Toph actually laughs, loud and uncivilized, but strangely faint. The translucent hand on her shoulder is definitely less solid than before.

"It's cute how backwards you've got it. You haven't asked for me in a while. Guess you don't need me to hold your hand anymore," she says, grinning. Her voice blurs into echoes, as if she's beginning to be subsumed by her previous lives. "Except you're going the wrong direction. Ba Sing Se's nice this time of year."

Something like panic coils in her stomach. Azula forces the words out of her tightening throat. "You're leaving?"

(her cloak vanishes into the palace shadows)

Her expression turns ... not quite soft, but the grin turns into something that's almost a scowl. "Idiot. You're never gonna get rid of me."

"What about Mother?"

This time it's almost certainly a scowl. Her eyes vanish sullenly under her fringe. "Trust me, you don't need her, either."

.

.

"It's too dangerous for an old man like me in the Fire Nation," Iroh says gently.

Zuko stays calm with an effort. "Uncle ..."

"I know you will do well," he says, voice dropping to seriousness. "You have a heart for the Fire Nation like none I've ever seen."

"But I can't—"

Zuko doesn't know how to express the squirming discomfort he feels in hiding, or the look on Lanzi's face when he's said something naive.

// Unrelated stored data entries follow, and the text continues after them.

//! Wires sensor readings to the controllers and their actuator outputs.
use crate::acquisition::Reading;
use crate::control::{AcController, Decision, HumidityController};
use crate::protocol::Address;
use log::*;
use std::fmt;
use std::io;

/// Identifier of a relay output, as labelled on the relay board.
#[derive(Debug, Clone, Copy, PartialEq, Eq, Hash, PartialOrd, Ord)]
#[cfg_attr(feature = "serde", derive(serde::Serialize, serde::Deserialize))]
pub struct OutputId(pub u8);

impl fmt::Display for OutputId {
    fn fmt(&self, f: &mut fmt::Formatter<'_>) -> fmt::Result {
        write!(f, "{}", self.0)
    }
}

/// Hardware side of the actuators.
pub trait ActuatorGateway {
    /// Drives `output` on or off.
    fn set_output(&mut self, output: OutputId, on: bool) -> io::Result<()>;
}

impl<G: ActuatorGateway + ?Sized> ActuatorGateway for Box<G> {
    fn set_output(&mut self, output: OutputId, on: bool) -> io::Result<()> {
        (**self).set_output(output, on)
    }
}

/// Snapshot of one actuator channel.
#[derive(Debug, Clone, PartialEq)]
#[cfg_attr(feature = "serde", derive(serde::Serialize))]
pub struct ActuatorState {
    pub output: OutputId,
    pub label: String,
    pub active: bool,
    pub reason: String,
}

impl fmt::Display for ActuatorState {
    fn fmt(&self, f: &mut fmt::Formatter<'_>) -> fmt::Result {
        write!(
            f,
            "Relay {} ({}): {} - {}",
            self.output,
            self.label,
            if self.active { "ON" } else { "OFF" },
            self.reason
        )
    }
}

#[derive(Debug)]
struct Channel<C> {
    controller: C,
    output: OutputId,
    label: String,
    source: Address,
    reason: String,
}

impl<C> Channel<C> {
    fn new(controller: C, output: OutputId, label: impl Into<String>, source: Address) -> Self {
        Self {
            controller,
            output,
            label: label.into(),
            source,
            reason: "not evaluated yet".into(),
        }
    }

    fn state(&self, active: bool) -> ActuatorState {
        ActuatorState {
            output: self.output,
            label: self.label.clone(),
            active,
            reason: self.reason.clone(),
        }
    }
}

fn source_reading(readings: &[Reading], source: Address) -> Option<&Reading> {
    readings
        .iter()
        .find(|reading| reading.address == source && reading.is_valid())
}

/// Owns the gateway and the configured controller channels.
pub struct Automation<G> {
    gateway: G,
    humidifier: Option<Channel<HumidityController>>,
    air_conditioner: Option<Channel<AcController>>,
}

impl<G: ActuatorGateway> Automation<G> {
    pub fn new(gateway: G) -> Self {
        Self {
            gateway,
            humidifier: None,
            air_conditioner: None,
        }
    }

    /// Adds a humidifier channel fed by the humidity of sensor `source`.
    pub fn with_humidifier(
        mut self,
        controller: HumidityController,
        output: OutputId,
        label: impl Into<String>,
        source: Address,
    ) -> Self {
        self.humidifier = Some(Channel::new(controller, output, label, source));
        self
    }

    /// Adds an air conditioning channel fed by sensor `source`.
    pub fn with_air_conditioner(
        mut self,
        controller: AcController,
        output: OutputId,
        label: impl Into<String>,
        source: Address,
    ) -> Self {
        self.air_conditioner = Some(Channel::new(controller, output, label, source));
        self
    }

    pub fn gateway(&self) -> &G {
        &self.gateway
    }

    /// Runs every controller on `readings` and drives its output.
    pub fn evaluate(&mut self, readings: &[Reading]) -> Vec<ActuatorState> {
        let mut states = Vec::with_capacity(2);
        if let Some(channel) = self.humidifier.as_mut() {
            let reading = source_reading(readings, channel.source);
            let decision = channel.controller.decide(reading.and_then(Reading::humidity));
            states.push(Self::apply(&mut self.gateway, channel, decision));
        }
        if let Some(channel) = self.air_conditioner.as_mut() {
            let reading = source_reading(readings, channel.source);
            let decision = channel.controller.decide(
                reading.and_then(Reading::temperature),
                reading.and_then(Reading::humidity),
            );
            states.push(Self::apply(&mut self.gateway, channel, decision));
        }
        states
    }

    fn apply<C>(gateway: &mut G, channel: &mut Channel<C>, decision: Decision) -> ActuatorState {
        if decision.changed {
            info!(
                "{} on relay {} switched {}",
                channel.label,
                channel.output,
                if decision.active { "ON" } else { "OFF" }
            );
        } else {
            debug!("{} on relay {}: {}", channel.label, channel.output, decision);
        }
        if let Err(err) = gateway.set_output(channel.output, decision.active) {
            error!("Failed to drive relay {} ({}): {err}", channel.output, channel.label);
        }
        channel.reason = decision.reason;
        channel.state(decision.active)
    }

    /// Current state of every channel.
    pub fn states(&self) -> Vec<ActuatorState> {
        let mut states = Vec::with_capacity(2);
        if let Some(channel) = &self.humidifier {
            states.push(channel.state(channel.controller.is_active()));
        }
        if let Some(channel) = &self.air_conditioner {
            states.push(channel.state(channel.controller.is_active()));
        }
        states
    }

    /// Pushes the current state of every channel to the gateway.
    pub fn sync_outputs(&mut self) -> io::Result<()> {
        for state in self.states() {
            self.gateway.set_output(state.output, state.active)?;
        }
        Ok(())
    }
}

If you leave, I don't know if I can still act with honor—

"I said you would do well. I did not say it would be easy," Iroh warns, hand on his nephew's shoulder. His eyes glint without their usual friendliness. "This is a Court war, nephew."

and you're giving me permission, aren't you?

Zuko swallows. "What ... what are you going to do?"

"Maybe I'll start a tea shop!"

"You mean you're going to gather the Order of the White Lotus."

"Hm. I keep forgetting you know about that."

.

.

Iroh's parting gift is a box of the finest ginseng oolong tea leaves in the Fire Nation.

Zuko has learned enough by now to know that it's not for him.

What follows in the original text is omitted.